The three plants are Great Plains Indian paintbrush (Castilleja sessiliflora), dodder (Cuscuta sp), and – I think – Elephant’s head (Pedicularis groenlandica), which I photographed in Idaho last year. The paintbrush and Elephant’s head both hook up to the roots of other plants and siphon nutrients from them but are considered hemiparasitic because they don’t rely fully on those other plants for food. Dodder wraps itself around other plants and steals their nutrients so efficiently that it doesn’t even need to photosynthesize.
7. Satan’s thumb is a mushroom name I invented so A is the correct answer.
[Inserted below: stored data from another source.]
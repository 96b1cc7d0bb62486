//! PostgreSQL-backed store.
//!
//! Writes run in one transaction holding a transaction-scoped advisory lock on
//! the topic, so same-topic `upsert`/`remove` calls are linearized and a
//! failed write rolls back without leaving a partial graph.

use anyhow::Context;
use async_trait::async_trait;
use chrono::{DateTime, Utc};
use log::{debug, info};
use tokio_postgres::{IsolationLevel, Row, Transaction};
use uuid::Uuid;

use crate::category::AnalysisCategory;
use crate::db_connect::{self, PgPool, PoolOptions};
use crate::error::StoreError;
use crate::models::{OrganizationAnalysis, PercentContributions};
use crate::store::records::{
    StoredAnalysis, StoredContributionTotal, StoredLeadershipContribution, StoredOverview,
};
use crate::store::schema::{create_store_schema, STORE_SCHEMA};
use crate::store::{AnalysisStore, SavedAnalysisSummary};

pub struct PgAnalysisStore {
    pool: PgPool,
}

impl PgAnalysisStore {
    /// Wraps an existing pool, creating the schema if needed.
    pub async fn new(pool: PgPool) -> anyhow::Result<Self> {
        let client = pool
            .get()
            .await
            .context("Failed to get DB client for schema setup")?;
        create_store_schema(&client).await?;
        drop(client);
        Ok(Self { pool })
    }

    /// Connects using the `POSTGRES_*` environment variables.
    pub async fn connect(options: &PoolOptions) -> anyhow::Result<Self> {
        let pool = db_connect::connect(options).await?;
        let (total, idle, in_use) = db_connect::get_pool_status(&pool);
        info!(
            "Store pool ready: {} connections ({} idle, {} in use)",
            total, idle, in_use
        );
        Self::new(pool).await
    }
}

async fn lock_topic(tx: &Transaction<'_>, topic: &str) -> Result<(), StoreError> {
    tx.execute("SELECT pg_advisory_xact_lock(hashtext($1))", &[&topic])
        .await?;
    Ok(())
}

async fn insert_graph(tx: &Transaction<'_>, record: &StoredAnalysis) -> Result<(), StoreError> {
    tx.execute(
        &format!(
            r#"
            INSERT INTO {}.query_answer
                (id, topic, lean, rating, context, category,
                 created_with_financial_contributions_info, financial_contributions_text, date_persisted)
            VALUES ($1, $2, $3, $4, $5, $6, $7, $8, $9)
            "#,
            STORE_SCHEMA
        ),
        &[
            &record.id,
            &record.topic,
            &record.lean,
            &record.rating,
            &record.context,
            &record.category,
            &record.created_with_financial_contributions_info,
            &record.financial_contributions_text,
            &record.date_persisted,
        ],
    )
    .await?;

    let Some(ref overview) = record.overview else {
        return Ok(());
    };

    tx.execute(
        &format!(
            "INSERT INTO {}.financial_contributions_overview (id, query_answer_id, summary_text, committee_name, committee_id) VALUES ($1, $2, $3, $4, $5)",
            STORE_SCHEMA
        ),
        &[
            &overview.id,
            &record.id,
            &overview.summary_text,
            &overview.committee_name,
            &overview.committee_id,
        ],
    )
    .await?;

    if let Some(ref percent) = overview.percent_contributions {
        tx.execute(
            &format!(
                r#"
                INSERT INTO {}.percent_contributions
                    (overview_id, total_to_democrats, total_to_republicans,
                     percent_to_democrats, percent_to_republicans, total_contributions)
                VALUES ($1, $2, $3, $4, $5, $6)
                "#,
                STORE_SCHEMA
            ),
            &[
                &overview.id,
                &percent.total_to_democrats,
                &percent.total_to_republicans,
                &percent.percent_to_democrats,
                &percent.percent_to_republicans,
                &percent.total_contributions,
            ],
        )
        .await?;
    }

    let total_insert = format!(
        r#"
        INSERT INTO {}.contribution_total_item
            (overview_id, position, recipient_id, recipient_name, number_of_contributions, total_contribution_amount)
        VALUES ($1, $2, $3, $4, $5, $6)
        "#,
        STORE_SCHEMA
    );
    let total_stmt = tx.prepare(&total_insert).await?;
    for item in &overview.contribution_totals {
        tx.execute(
            &total_stmt,
            &[
                &overview.id,
                &item.position,
                &item.recipient_id,
                &item.recipient_name,
                &item.number_of_contributions,
                &item.total_contribution_amount,
            ],
        )
        .await?;
    }

    let leadership_insert = format!(
        r#"
        INSERT INTO {}.leadership_contribution_item
            (overview_id, position, occupation, name, employer, transaction_amount)
        VALUES ($1, $2, $3, $4, $5, $6)
        "#,
        STORE_SCHEMA
    );
    let leadership_stmt = tx.prepare(&leadership_insert).await?;
    for item in &overview.leadership_contributions {
        tx.execute(
            &leadership_stmt,
            &[
                &overview.id,
                &item.position,
                &item.occupation,
                &item.name,
                &item.employer,
                &item.transaction_amount,
            ],
        )
        .await?;
    }

    debug!(
        "Inserted overview for '{}' with {} totals and {} leadership rows",
        record.topic,
        overview.contribution_totals.len(),
        overview.leadership_contributions.len()
    );
    Ok(())
}

fn stored_analysis_from_row(row: &Row) -> Result<StoredAnalysis, StoreError> {
    Ok(StoredAnalysis {
        id: row.try_get("id")?,
        sequence: row.try_get("seq")?,
        topic: row.try_get("topic")?,
        lean: row.try_get("lean")?,
        rating: row.try_get("rating")?,
        context: row.try_get("context")?,
        category: row.try_get("category")?,
        created_with_financial_contributions_info: row
            .try_get("created_with_financial_contributions_info")?,
        financial_contributions_text: row.try_get("financial_contributions_text")?,
        date_persisted: row.try_get("date_persisted")?,
        overview: None,
    })
}

async fn load_overview(tx: &Transaction<'_>, query_answer_id: Uuid) -> Result<Option<StoredOverview>, StoreError> {
    let Some(row) = tx
        .query_opt(
            &format!(
                "SELECT id, summary_text, committee_name, committee_id FROM {}.financial_contributions_overview WHERE query_answer_id = $1",
                STORE_SCHEMA
            ),
            &[&query_answer_id],
        )
        .await?
    else {
        return Ok(None);
    };
    let overview_id: Uuid = row.try_get("id")?;

    let percent_contributions = tx
        .query_opt(
            &format!(
                r#"
                SELECT total_to_democrats, total_to_republicans, percent_to_democrats,
                       percent_to_republicans, total_contributions
                FROM {}.percent_contributions WHERE overview_id = $1
                "#,
                STORE_SCHEMA
            ),
            &[&overview_id],
        )
        .await?
        .map(|p| -> Result<PercentContributions, StoreError> {
            Ok(PercentContributions {
                total_to_democrats: p.try_get("total_to_democrats")?,
                total_to_republicans: p.try_get("total_to_republicans")?,
                percent_to_democrats: p.try_get("percent_to_democrats")?,
                percent_to_republicans: p.try_get("percent_to_republicans")?,
                total_contributions: p.try_get("total_contributions")?,
            })
        })
        .transpose()?;

    let mut contribution_totals = Vec::new();
    for item in tx
        .query(
            &format!(
                r#"
                SELECT position, recipient_id, recipient_name, number_of_contributions, total_contribution_amount
                FROM {}.contribution_total_item WHERE overview_id = $1 ORDER BY position
                "#,
                STORE_SCHEMA
            ),
            &[&overview_id],
        )
        .await?
    {
        contribution_totals.push(StoredContributionTotal {
            position: item.try_get("position")?,
            recipient_id: item.try_get("recipient_id")?,
            recipient_name: item.try_get("recipient_name")?,
            number_of_contributions: item.try_get("number_of_contributions")?,
            total_contribution_amount: item.try_get("total_contribution_amount")?,
        });
    }

    let mut leadership_contributions = Vec::new();
    for item in tx
        .query(
            &format!(
                r#"
                SELECT position, occupation, name, employer, transaction_amount
                FROM {}.leadership_contribution_item WHERE overview_id = $1 ORDER BY position
                "#,
                STORE_SCHEMA
            ),
            &[&overview_id],
        )
        .await?
    {
        leadership_contributions.push(StoredLeadershipContribution {
            position: item.try_get("position")?,
            occupation: item.try_get("occupation")?,
            name: item.try_get("name")?,
            employer: item.try_get("employer")?,
            transaction_amount: item.try_get("transaction_amount")?,
        });
    }

    Ok(Some(StoredOverview {
        id: overview_id,
        summary_text: row.try_get("summary_text")?,
        committee_name: row.try_get("committee_name")?,
        committee_id: row.try_get("committee_id")?,
        percent_contributions,
        contribution_totals,
        leadership_contributions,
    }))
}

#[async_trait]
impl AnalysisStore for PgAnalysisStore {
    async fn upsert(&self, topic: &str, analysis: &OrganizationAnalysis) -> Result<bool, StoreError> {
        if topic.trim().is_empty() {
            return Ok(false);
        }

        let mut client = self.pool.get().await?;
        let tx = client.transaction().await?;
        lock_topic(&tx, topic).await?;

        let replaced = tx
            .execute(
                &format!("DELETE FROM {}.query_answer WHERE topic = $1", STORE_SCHEMA),
                &[&topic],
            )
            .await?;
        let record = StoredAnalysis::from_analysis(topic, analysis, 0, Utc::now());
        insert_graph(&tx, &record).await?;
        tx.commit().await?;

        info!(
            "Saved {} analysis for '{}'{}",
            analysis.category,
            topic,
            if replaced > 0 { " (replaced)" } else { "" }
        );
        Ok(true)
    }

    async fn remove(&self, topic: &str) -> Result<bool, StoreError> {
        let mut client = self.pool.get().await?;
        let tx = client.transaction().await?;
        lock_topic(&tx, topic).await?;
        let deleted = tx
            .execute(
                &format!("DELETE FROM {}.query_answer WHERE topic = $1", STORE_SCHEMA),
                &[&topic],
            )
            .await?;
        tx.commit().await?;

        if deleted == 0 {
            debug!("Nothing saved for '{}', remove is a no-op", topic);
        } else {
            info!("Removed saved analysis for '{}'", topic);
        }
        Ok(deleted > 0)
    }

    async fn list(&self) -> Result<Vec<SavedAnalysisSummary>, StoreError> {
        let client = self.pool.get().await?;
        let rows = client
            .query(
                &format!(
                    r#"
                    SELECT id, topic, category, lean, rating, date_persisted
                    FROM {}.query_answer
                    ORDER BY date_persisted DESC, seq DESC
                    "#,
                    STORE_SCHEMA
                ),
                &[],
            )
            .await?;

        let mut summaries = Vec::with_capacity(rows.len());
        for row in rows {
            let category: String = row.try_get("category")?;
            let date_persisted: DateTime<Utc> = row.try_get("date_persisted")?;
            summaries.push(SavedAnalysisSummary {
                id: row.try_get("id")?,
                topic: row.try_get("topic")?,
                category: AnalysisCategory::from_stored(&category),
                lean_or_label: row.try_get("lean")?,
                rating: row.try_get("rating")?,
                date_persisted,
            });
        }
        Ok(summaries)
    }

    async fn load(&self, topic: &str) -> Result<OrganizationAnalysis, StoreError> {
        let mut client = self.pool.get().await?;
        let tx = client
            .build_transaction()
            .isolation_level(IsolationLevel::RepeatableRead)
            .read_only(true)
            .start()
            .await?;

        let row = tx
            .query_opt(
                &format!(
                    r#"
                    SELECT id, seq, topic, lean, rating, context, category,
                           created_with_financial_contributions_info, financial_contributions_text, date_persisted
                    FROM {}.query_answer WHERE topic = $1
                    "#,
                    STORE_SCHEMA
                ),
                &[&topic],
            )
            .await?
            .ok_or_else(|| StoreError::NotFound(topic.to_string()))?;

        let mut record = stored_analysis_from_row(&row)?;
        record.overview = load_overview(&tx, record.id).await?;
        tx.commit().await?;
        Ok(record.into_analysis())
    }

    async fn contains(&self, topic: &str) -> Result<bool, StoreError> {
        let client = self.pool.get().await?;
        let row = client
            .query_one(
                &format!(
                    "SELECT EXISTS (SELECT 1 FROM {}.query_answer WHERE topic = $1)",
                    STORE_SCHEMA
                ),
                &[&topic],
            )
            .await?;
        Ok(row.try_get(0)?)
    }
}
But wouldn’t you like to see what a Satan’s thumb mushroom would look like??
8. The answer is B. The Eastern mole (Scalopus aquaticus) pictured here was dead when I found it, put it in my pocket, and took it home to photograph. It was still dead when I took the picture you see here. It’s a decent photo, though, isn’t it? I bet you were impressed that I was able to get such a great shot of a mole, huh? Don’t be.
The other two species are a deer mouse and a prairie dog, neither of which rhymes with ‘hole’ unless they happened to be named ‘Joel’, in which case I guess you could make an argument. If I had a good picture of a vole I would have included it.
9. True. Crazy, but true. The same apparently works for ants. If you have a sustainably stocked prairie of bison (or cattle, for that matter), they have about the same biomass per acre as ants or grasshoppers. That’s a lot of bugs – I mean insects.